A sala em que Manning foi colocado media 1,80m por 2,40m e estava preparada para receber um detido que, segundo os militares norte-americanos no Kuwait, tinha tendências suicidas: havia apenas um colchão, sem almofada, e um cobertor que o soldado não conseguiria usar para se suicidar. Havia uma instalação sanitária, sempre à vista dos guardas, mas não havia papel higiénico – sempre que era necessário, Manning tinha de se levantar, aproximar-se das grades e gritar: "Segundo-cabo detido Manning pede papel higiénico!" Para poder caminhar 20 minutos por dia, colocavam-lhe correntes nas mãos e nos pés, pelo que nunca conseguia andar sem a ajuda de um guarda.

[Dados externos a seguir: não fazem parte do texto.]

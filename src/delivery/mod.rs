//! Emailing the processed photo
//!
//! The recipient is `<identifier>@<domain>`, built from the session. The
//! identifier is used as-is; whether it names a real account is up to the
//! mail server.
//!
//! `deliver` never fails: a missing attachment is logged and the message is
//! sent without it, and a transport failure is logged and dropped.

pub mod mime;
pub mod sendmail;

pub use sendmail::CommandMailer;

use crate::config::DeliveryConfig;
use crate::error::DeliveryError;
use crate::session::Session;
use std::path::Path;

/// File attached to a message
#[derive(Debug, Clone)]
pub struct Attachment {
    pub filename: String,
    pub data: Vec<u8>,
}

/// A message ready for the transport
#[derive(Debug, Clone)]
pub struct OutgoingMail {
    pub from: String,
    pub to: String,
    pub subject: String,
    pub body: String,
    pub attachment: Option<Attachment>,
}

/// Trait for mail transports
#[async_trait::async_trait]
pub trait Mailer: Send + Sync {
    async fn send(&self, mail: &OutgoingMail) -> Result<(), DeliveryError>;

    /// Transport name for logs
    fn name(&self) -> &str;
}

/// What happened to one delivery
#[derive(Debug, Clone, PartialEq, Eq)]
pub struct DeliveryReport {
    pub recipient: String,
    pub attached: bool,
    pub sent: bool,
}

/// Recipient address for a session
pub fn recipient(session: &Session, domain: &str) -> String {
    session.identifier.email(domain)
}

async fn read_attachment(photo: &Path) -> Result<Attachment, DeliveryError> {
    let data = tokio::fs::read(photo)
        .await
        .map_err(|e| DeliveryError::Attachment {
            path: photo.to_path_buf(),
            message: e.to_string(),
        })?;
    let filename = photo
        .file_name()
        .map(|n| n.to_string_lossy().into_owned())
        .unwrap_or_else(|| "photo.jpg".to_string());
    Ok(Attachment { filename, data })
}

/// Mail `photo` to the session's participant
pub async fn deliver(
    mailer: &dyn Mailer,
    config: &DeliveryConfig,
    photo: &Path,
    session: &Session,
) -> DeliveryReport {
    let to = recipient(session, &config.domain);

    let attachment = match read_attachment(photo).await {
        Ok(attachment) => Some(attachment),
        Err(e) => {
            tracing::error!("Failed to attach file: {}", e);
            None
        }
    };
    let attached = attachment.is_some();

    let mail = OutgoingMail {
        from: config.from.clone(),
        to: to.clone(),
        subject: config.subject.clone(),
        body: config.body.clone(),
        attachment,
    };

    let sent = match mailer.send(&mail).await {
        Ok(()) => {
            tracing::info!("Mailed {:?} to {} via {}", photo, to, mailer.name());
            true
        }
        Err(e) => {
            tracing::error!("Failed to send email to {}: {}", to, e);
            false
        }
    };

    DeliveryReport {
        recipient: to,
        attached,
        sent,
    }
}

"Se pusesse a cabeça no chão, encostado à porta, conseguia ver, ao fundo do corredor, o reflexo da janela." Se durante o dia não havia claridade, durante a noite faltava a escuridão. Uma lâmpada fluorescente, à entrada da cela, obrigava-o a tapar os olhos com o cobertor ou a virar-se para o lado contrário. De acordo com o seu testemunho, os guardas acordavam-no várias vezes, para poderem ver-lhe a cara.

A atitude passiva de Manning foi interpretada como um sinal de que ainda apresentava tendências suicidas. Apesar da insistência do psiquiatra William Hoctor para que as condições de detenção fossem aligeiradas, o máximo que os responsáveis fizeram foi alterar o estatuto de "risco de suicídio" para "condição de prevenção de lesões".

Ouvido pelo tribunal no primeiro dia de audições preliminares, na quarta-feira, o capitão Hoctor declarou que muitos dos suspeitos de terrorismo detidos em Guantánamo eram mais bem tratados do que o soldado norte-americano. "Eu tinha 24 anos de experiência como oficial médico e nunca vira nada assim. Era evidente que eles já tinham decidido o que queriam fazer e as minhas recomendações não tinham qualquer impacto", afirmou.

Já na sexta-feira, em resposta aos advogados de acusação, Bradley Manning admitiu que disse ter tendências suicidas, à chegada a Quantico, mas afirmou que estava a ser sarcástico. “Eu sabia que iria receber o estatuto de risco de suicídio. Qualquer resposta que eu desse não iria fazer nenhuma diferença”, afirmou Manning.

Com o início do julgamento previsto para Fevereiro, a juíza Denise Lind aceitou analisar um pedido da defesa que inclui a admissão de responsabilidade pelas consequências de oito das 22 acusações contra Manning, mas a decisão final só será anunciada a 10 de Dezembro. Se a estratégia for aceite, Manning pode ver reduzido o número máximo de anos de prisão de 72 para 16.